■ **Work required**
Pull every line containing "EngineConfig" from the entries.
Stored data section start
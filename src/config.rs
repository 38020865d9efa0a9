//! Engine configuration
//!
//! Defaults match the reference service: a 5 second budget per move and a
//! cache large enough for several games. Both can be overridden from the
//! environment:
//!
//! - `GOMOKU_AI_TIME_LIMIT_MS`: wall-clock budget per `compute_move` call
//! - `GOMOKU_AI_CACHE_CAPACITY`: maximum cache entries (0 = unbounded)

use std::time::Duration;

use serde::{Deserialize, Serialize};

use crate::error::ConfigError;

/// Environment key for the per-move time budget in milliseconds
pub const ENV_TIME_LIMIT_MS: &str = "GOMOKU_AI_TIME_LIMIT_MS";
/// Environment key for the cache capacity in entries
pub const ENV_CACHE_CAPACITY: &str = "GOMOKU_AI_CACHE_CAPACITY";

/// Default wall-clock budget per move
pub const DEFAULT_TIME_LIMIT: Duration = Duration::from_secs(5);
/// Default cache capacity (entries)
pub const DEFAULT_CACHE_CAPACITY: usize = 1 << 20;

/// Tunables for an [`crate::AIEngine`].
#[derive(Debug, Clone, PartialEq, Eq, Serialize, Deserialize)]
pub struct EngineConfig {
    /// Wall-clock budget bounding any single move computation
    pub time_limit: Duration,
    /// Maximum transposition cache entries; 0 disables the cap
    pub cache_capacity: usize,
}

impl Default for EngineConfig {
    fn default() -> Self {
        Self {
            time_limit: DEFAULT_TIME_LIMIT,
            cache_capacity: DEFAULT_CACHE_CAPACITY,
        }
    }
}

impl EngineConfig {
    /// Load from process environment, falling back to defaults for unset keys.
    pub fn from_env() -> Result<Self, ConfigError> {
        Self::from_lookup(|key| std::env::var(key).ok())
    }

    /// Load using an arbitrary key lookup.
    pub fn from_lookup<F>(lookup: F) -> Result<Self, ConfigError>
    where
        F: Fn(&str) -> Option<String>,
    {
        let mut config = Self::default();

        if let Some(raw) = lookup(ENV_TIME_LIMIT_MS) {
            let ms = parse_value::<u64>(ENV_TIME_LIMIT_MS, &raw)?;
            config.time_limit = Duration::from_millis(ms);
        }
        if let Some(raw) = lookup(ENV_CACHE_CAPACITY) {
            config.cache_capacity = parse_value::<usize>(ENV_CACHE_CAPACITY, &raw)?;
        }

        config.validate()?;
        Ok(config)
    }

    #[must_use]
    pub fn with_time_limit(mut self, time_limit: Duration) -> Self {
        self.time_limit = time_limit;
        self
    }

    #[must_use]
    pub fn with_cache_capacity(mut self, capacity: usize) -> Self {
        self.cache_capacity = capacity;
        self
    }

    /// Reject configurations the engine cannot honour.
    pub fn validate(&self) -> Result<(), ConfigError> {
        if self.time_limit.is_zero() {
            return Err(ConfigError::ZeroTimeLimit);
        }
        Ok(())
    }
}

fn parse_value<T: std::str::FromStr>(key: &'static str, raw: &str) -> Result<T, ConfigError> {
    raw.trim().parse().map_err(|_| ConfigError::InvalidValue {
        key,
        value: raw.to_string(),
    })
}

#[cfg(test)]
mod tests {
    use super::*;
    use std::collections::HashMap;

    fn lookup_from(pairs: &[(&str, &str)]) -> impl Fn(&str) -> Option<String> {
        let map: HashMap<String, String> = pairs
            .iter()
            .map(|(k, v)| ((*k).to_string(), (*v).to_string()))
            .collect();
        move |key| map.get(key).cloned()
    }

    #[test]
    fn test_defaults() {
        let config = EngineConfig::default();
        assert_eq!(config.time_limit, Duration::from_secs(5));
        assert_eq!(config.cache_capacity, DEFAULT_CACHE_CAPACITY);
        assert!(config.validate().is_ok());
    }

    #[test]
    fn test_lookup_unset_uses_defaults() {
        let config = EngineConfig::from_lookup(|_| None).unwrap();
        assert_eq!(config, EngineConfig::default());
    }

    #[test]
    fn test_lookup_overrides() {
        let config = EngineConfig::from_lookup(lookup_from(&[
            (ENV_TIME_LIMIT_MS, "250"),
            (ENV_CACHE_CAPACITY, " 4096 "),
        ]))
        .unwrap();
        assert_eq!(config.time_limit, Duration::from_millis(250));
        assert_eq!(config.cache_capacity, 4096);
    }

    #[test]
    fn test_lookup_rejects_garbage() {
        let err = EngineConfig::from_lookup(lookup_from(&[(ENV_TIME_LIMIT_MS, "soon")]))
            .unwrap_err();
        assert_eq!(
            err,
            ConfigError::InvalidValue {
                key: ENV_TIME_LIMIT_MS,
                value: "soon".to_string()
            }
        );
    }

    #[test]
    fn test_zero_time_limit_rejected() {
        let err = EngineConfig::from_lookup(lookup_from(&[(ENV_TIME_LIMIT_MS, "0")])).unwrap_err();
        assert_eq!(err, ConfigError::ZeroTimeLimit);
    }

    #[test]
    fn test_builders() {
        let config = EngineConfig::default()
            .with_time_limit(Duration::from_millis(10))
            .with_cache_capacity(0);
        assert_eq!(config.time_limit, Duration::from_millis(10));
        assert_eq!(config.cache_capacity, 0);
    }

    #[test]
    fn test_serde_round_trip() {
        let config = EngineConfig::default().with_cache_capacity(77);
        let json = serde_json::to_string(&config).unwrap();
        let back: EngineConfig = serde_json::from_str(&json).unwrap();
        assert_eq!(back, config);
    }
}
Stored data section end
Stored data section start
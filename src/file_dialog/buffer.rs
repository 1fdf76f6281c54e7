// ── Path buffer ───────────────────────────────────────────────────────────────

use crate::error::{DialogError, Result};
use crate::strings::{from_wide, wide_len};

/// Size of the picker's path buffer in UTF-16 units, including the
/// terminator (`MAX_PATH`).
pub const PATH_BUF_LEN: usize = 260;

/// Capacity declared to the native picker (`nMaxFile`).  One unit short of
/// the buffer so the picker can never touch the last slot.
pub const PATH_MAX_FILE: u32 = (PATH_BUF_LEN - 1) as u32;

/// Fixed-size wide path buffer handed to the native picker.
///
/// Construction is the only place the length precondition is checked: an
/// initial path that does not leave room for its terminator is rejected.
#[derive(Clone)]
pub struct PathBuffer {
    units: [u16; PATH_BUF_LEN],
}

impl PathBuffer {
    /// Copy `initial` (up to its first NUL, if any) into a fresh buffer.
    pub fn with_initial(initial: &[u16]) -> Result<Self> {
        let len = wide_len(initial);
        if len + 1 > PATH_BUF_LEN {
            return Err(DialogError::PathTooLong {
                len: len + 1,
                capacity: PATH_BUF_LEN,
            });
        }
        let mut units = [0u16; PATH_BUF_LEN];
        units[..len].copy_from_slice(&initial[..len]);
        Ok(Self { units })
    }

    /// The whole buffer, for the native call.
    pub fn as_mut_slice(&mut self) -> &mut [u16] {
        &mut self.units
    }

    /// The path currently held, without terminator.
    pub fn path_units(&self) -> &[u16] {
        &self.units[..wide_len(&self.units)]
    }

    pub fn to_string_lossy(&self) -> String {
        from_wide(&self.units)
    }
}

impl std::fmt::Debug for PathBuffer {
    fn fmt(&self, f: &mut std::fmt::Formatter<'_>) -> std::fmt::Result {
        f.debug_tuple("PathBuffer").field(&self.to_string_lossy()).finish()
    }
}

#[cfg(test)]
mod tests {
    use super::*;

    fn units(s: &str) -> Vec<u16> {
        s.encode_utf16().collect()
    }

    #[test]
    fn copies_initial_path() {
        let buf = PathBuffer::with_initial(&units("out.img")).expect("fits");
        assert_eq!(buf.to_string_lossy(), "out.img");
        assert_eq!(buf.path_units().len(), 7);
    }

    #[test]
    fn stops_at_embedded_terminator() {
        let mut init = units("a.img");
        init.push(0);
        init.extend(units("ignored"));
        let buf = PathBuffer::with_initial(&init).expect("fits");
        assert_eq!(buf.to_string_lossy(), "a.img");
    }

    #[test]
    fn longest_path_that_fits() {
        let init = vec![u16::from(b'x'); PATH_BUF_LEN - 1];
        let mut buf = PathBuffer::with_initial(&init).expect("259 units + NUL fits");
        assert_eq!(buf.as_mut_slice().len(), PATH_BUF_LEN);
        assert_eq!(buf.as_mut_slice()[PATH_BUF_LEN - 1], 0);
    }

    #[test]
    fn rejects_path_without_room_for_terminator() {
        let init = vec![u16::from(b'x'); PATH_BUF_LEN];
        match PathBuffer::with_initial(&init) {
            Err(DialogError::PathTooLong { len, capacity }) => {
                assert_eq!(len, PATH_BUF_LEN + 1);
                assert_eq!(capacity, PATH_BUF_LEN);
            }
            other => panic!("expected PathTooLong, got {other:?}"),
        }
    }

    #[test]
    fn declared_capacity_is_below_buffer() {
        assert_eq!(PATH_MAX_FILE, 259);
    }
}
Stored data section end
Stored data section start
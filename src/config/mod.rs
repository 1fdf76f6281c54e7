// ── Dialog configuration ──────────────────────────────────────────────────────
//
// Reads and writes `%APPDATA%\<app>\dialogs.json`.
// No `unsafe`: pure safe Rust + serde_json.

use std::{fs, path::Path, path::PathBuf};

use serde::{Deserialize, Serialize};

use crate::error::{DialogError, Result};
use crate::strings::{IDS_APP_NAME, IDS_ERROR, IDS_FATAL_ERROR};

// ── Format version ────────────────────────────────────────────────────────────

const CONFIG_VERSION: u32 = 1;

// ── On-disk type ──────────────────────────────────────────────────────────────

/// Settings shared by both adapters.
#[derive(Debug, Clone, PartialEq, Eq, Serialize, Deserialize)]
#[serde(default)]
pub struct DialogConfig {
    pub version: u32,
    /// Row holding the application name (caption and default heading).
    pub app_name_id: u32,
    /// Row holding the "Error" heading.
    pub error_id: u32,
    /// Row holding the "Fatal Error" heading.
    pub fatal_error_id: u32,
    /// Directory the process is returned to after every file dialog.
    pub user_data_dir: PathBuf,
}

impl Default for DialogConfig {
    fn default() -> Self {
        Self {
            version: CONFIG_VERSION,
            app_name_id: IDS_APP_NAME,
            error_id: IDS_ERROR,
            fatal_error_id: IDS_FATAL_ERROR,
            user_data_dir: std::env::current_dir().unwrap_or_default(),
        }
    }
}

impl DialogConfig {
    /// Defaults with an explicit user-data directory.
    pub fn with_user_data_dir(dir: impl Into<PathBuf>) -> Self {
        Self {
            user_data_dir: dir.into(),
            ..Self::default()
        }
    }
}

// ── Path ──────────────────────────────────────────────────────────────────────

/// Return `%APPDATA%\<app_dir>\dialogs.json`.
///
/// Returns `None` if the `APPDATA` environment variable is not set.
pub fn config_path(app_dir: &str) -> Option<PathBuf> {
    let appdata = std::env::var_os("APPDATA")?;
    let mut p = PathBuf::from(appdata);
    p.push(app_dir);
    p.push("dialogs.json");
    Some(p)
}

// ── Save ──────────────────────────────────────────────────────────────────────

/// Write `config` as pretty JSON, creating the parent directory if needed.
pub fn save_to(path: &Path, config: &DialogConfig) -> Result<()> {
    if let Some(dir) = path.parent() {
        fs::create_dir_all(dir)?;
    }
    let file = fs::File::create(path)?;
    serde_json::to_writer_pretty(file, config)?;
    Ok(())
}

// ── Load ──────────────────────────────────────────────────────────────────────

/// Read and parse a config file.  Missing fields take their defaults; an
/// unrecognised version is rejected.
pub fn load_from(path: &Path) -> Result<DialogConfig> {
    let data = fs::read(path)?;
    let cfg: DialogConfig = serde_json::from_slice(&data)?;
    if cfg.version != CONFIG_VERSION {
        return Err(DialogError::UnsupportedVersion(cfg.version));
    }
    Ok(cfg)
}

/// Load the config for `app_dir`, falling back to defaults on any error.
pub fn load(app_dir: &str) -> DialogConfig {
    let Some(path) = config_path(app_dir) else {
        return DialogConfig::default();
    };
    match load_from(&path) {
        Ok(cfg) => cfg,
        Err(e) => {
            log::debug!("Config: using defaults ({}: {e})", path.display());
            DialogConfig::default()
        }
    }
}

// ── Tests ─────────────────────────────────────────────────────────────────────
Stored data section end
■ **Response for this exercise**
pub struct EngineConfig {
impl Default for EngineConfig {
impl EngineConfig {
        let config = EngineConfig::default();
        let config = EngineConfig::from_lookup(|_| None).unwrap();
        assert_eq!(config, EngineConfig::default());
        let config = EngineConfig::from_lookup(lookup_from(&[
        let err = EngineConfig::from_lookup(lookup_from(&[(ENV_TIME_LIMIT_MS, "soon")]))
        let err = EngineConfig::from_lookup(lookup_from(&[(ENV_TIME_LIMIT_MS, "0")])).unwrap_err();
        let config = EngineConfig::default()
        let config = EngineConfig::default().with_cache_capacity(77);
        let back: EngineConfig = serde_json::from_str(&json).unwrap();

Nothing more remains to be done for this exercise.